* **WHAT YOU HAVE TO DO**
Keeping every line intact, print the records that follow.
*** Opening of TASK INPUT ***
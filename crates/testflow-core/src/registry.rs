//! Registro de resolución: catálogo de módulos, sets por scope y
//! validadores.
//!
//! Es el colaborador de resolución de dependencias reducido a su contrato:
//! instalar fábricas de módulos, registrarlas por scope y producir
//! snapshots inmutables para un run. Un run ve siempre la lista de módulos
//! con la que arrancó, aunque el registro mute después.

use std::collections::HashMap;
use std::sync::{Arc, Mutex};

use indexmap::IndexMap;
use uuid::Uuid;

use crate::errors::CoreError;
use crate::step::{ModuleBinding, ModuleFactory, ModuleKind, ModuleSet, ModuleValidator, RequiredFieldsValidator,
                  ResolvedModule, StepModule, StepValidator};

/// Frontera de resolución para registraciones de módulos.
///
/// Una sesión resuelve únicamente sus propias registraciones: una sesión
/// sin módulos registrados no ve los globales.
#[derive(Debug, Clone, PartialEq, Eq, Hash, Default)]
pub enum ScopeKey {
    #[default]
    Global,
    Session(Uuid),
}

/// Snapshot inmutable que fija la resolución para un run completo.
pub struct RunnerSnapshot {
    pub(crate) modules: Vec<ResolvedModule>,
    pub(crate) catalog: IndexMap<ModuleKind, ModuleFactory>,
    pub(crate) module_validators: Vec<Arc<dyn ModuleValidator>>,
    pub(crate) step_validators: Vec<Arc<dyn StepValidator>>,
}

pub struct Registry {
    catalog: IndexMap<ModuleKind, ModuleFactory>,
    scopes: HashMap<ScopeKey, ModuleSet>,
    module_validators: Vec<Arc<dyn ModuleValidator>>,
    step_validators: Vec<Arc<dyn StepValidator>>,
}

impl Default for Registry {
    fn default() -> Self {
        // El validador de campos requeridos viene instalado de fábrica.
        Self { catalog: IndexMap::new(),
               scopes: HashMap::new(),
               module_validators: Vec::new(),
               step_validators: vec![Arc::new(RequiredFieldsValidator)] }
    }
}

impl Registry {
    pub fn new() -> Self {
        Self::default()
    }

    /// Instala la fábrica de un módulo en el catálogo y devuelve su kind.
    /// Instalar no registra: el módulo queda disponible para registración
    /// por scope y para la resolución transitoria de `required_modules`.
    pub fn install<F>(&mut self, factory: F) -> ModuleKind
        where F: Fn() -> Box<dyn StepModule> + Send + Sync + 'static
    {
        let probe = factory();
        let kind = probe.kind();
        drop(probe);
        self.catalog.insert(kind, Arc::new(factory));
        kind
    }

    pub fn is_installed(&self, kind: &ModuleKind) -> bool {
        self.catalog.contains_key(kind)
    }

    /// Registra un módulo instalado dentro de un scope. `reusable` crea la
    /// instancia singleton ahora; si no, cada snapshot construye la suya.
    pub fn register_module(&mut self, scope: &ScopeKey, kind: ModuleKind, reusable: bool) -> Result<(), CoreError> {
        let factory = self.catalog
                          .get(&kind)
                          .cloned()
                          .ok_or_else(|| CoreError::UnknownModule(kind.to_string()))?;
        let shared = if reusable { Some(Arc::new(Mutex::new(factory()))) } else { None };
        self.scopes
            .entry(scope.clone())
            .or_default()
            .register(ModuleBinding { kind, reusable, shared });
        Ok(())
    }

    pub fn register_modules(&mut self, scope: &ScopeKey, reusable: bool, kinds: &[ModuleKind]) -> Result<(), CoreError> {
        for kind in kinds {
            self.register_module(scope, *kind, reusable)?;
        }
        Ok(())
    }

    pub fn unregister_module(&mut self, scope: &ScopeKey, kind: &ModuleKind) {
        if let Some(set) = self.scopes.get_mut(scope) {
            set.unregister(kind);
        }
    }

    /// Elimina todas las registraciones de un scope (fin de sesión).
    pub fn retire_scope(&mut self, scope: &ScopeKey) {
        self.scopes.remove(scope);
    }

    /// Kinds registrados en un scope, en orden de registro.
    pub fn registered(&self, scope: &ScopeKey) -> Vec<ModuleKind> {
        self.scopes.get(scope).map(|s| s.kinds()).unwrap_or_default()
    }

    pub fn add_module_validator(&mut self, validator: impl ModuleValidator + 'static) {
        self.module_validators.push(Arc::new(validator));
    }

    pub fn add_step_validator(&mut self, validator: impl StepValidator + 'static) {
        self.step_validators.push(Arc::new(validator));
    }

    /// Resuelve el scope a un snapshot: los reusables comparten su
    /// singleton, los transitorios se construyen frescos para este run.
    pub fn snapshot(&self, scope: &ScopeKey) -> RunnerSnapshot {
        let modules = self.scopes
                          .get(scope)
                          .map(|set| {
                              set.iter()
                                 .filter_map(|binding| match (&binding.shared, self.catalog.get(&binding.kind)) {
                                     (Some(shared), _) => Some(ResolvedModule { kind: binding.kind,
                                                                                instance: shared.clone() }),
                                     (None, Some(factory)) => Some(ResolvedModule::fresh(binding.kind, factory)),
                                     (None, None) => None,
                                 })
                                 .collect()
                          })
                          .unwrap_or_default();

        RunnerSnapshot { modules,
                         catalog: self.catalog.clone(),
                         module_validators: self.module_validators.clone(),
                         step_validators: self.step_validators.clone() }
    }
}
*** Close of TASK INPUT ***
* **ANSWER SECTION**
filename crates/testflow-core/src/registry.rs
//! Registro de resolución: catálogo de módulos, sets por scope y
//! validadores.
//!
//! Es el colaborador de resolución de dependencias reducido a su contrato:
//! instalar fábricas de módulos, registrarlas por scope y producir
//! snapshots inmutables para un run. Un run ve siempre la lista de módulos
//! con la que arrancó, aunque el registro mute después.

use std::collections::HashMap;
use std::sync::{Arc, Mutex};

use indexmap::IndexMap;
use uuid::Uuid;

use crate::errors::CoreError;
use crate::step::{ModuleBinding, ModuleFactory, ModuleKind, ModuleSet, ModuleValidator, RequiredFieldsValidator,
                  ResolvedModule, StepModule, StepValidator};

/// Frontera de resolución para registraciones de módulos.
///
/// Una sesión resuelve únicamente sus propias registraciones: una sesión
/// sin módulos registrados no ve los globales.
#[derive(Debug, Clone, PartialEq, Eq, Hash, Default)]
pub enum ScopeKey {
    #[default]
    Global,
    Session(Uuid),
}

/// Snapshot inmutable que fija la resolución para un run completo.
pub struct RunnerSnapshot {
    pub(crate) modules: Vec<ResolvedModule>,
    pub(crate) catalog: IndexMap<ModuleKind, ModuleFactory>,
    pub(crate) module_validators: Vec<Arc<dyn ModuleValidator>>,
    pub(crate) step_validators: Vec<Arc<dyn StepValidator>>,
}

pub struct Registry {
    catalog: IndexMap<ModuleKind, ModuleFactory>,
    scopes: HashMap<ScopeKey, ModuleSet>,
    module_validators: Vec<Arc<dyn ModuleValidator>>,
    step_validators: Vec<Arc<dyn StepValidator>>,
}

impl Default for Registry {
    fn default() -> Self {
        // El validador de campos requeridos viene instalado de fábrica.
        Self { catalog: IndexMap::new(),
               scopes: HashMap::new(),
               module_validators: Vec::new(),
               step_validators: vec![Arc::new(RequiredFieldsValidator)] }
    }
}

impl Registry {
    pub fn new() -> Self {
        Self::default()
    }

    /// Instala la fábrica de un módulo en el catálogo y devuelve su kind.
    /// Instalar no registra: el módulo queda disponible para registración
    /// por scope y para la resolución transitoria de `required_modules`.
    pub fn install<F>(&mut self, factory: F) -> ModuleKind
        where F: Fn() -> Box<dyn StepModule> + Send + Sync + 'static
    {
        let probe = factory();
        let kind = probe.kind();
        drop(probe);
        self.catalog.insert(kind, Arc::new(factory));
        kind
    }

    pub fn is_installed(&self, kind: &ModuleKind) -> bool {
        self.catalog.contains_key(kind)
    }

    /// Registra un módulo instalado dentro de un scope. `reusable` crea la
    /// instancia singleton ahora; si no, cada snapshot construye la suya.
    pub fn register_module(&mut self, scope: &ScopeKey, kind: ModuleKind, reusable: bool) -> Result<(), CoreError> {
        let factory = self.catalog
                          .get(&kind)
                          .cloned()
                          .ok_or_else(|| CoreError::UnknownModule(kind.to_string()))?;
        let shared = if reusable { Some(Arc::new(Mutex::new(factory()))) } else { None };
        self.scopes
            .entry(scope.clone())
            .or_default()
            .register(ModuleBinding { kind, reusable, shared });
        Ok(())
    }

    pub fn register_modules(&mut self, scope: &ScopeKey, reusable: bool, kinds: &[ModuleKind]) -> Result<(), CoreError> {
        for kind in kinds {
            self.register_module(scope, *kind, reusable)?;
        }
        Ok(())
    }

    pub fn unregister_module(&mut self, scope: &ScopeKey, kind: &ModuleKind) {
        if let Some(set) = self.scopes.get_mut(scope) {
            set.unregister(kind);
        }
    }

    /// Elimina todas las registraciones de un scope (fin de sesión).
    pub fn retire_scope(&mut self, scope: &ScopeKey) {
        self.scopes.remove(scope);
    }

    /// Kinds registrados en un scope, en orden de registro.
    pub fn registered(&self, scope: &ScopeKey) -> Vec<ModuleKind> {
        self.scopes.get(scope).map(|s| s.kinds()).unwrap_or_default()
    }

    pub fn add_module_validator(&mut self, validator: impl ModuleValidator + 'static) {
        self.module_validators.push(Arc::new(validator));
    }

    pub fn add_step_validator(&mut self, validator: impl StepValidator + 'static) {
        self.step_validators.push(Arc::new(validator));
    }

    /// Resuelve el scope a un snapshot: los reusables comparten su
    /// singleton, los transitorios se construyen frescos para este run.
    pub fn snapshot(&self, scope: &ScopeKey) -> RunnerSnapshot {
        let modules = self.scopes
                          .get(scope)
                          .map(|set| {
                              set.iter()
                                 .filter_map(|binding| match (&binding.shared, self.catalog.get(&binding.kind)) {
                                     (Some(shared), _) => Some(ResolvedModule { kind: binding.kind,
                                                                                instance: shared.clone() }),
                                     (None, Some(factory)) => Some(ResolvedModule::fresh(binding.kind, factory)),
                                     (None, None) => None,
                                 })
                                 .collect()
                          })
                          .unwrap_or_default();

        RunnerSnapshot { modules,
                         catalog: self.catalog.clone(),
                         module_validators: self.module_validators.clone(),
                         step_validators: self.step_validators.clone() }
    }
}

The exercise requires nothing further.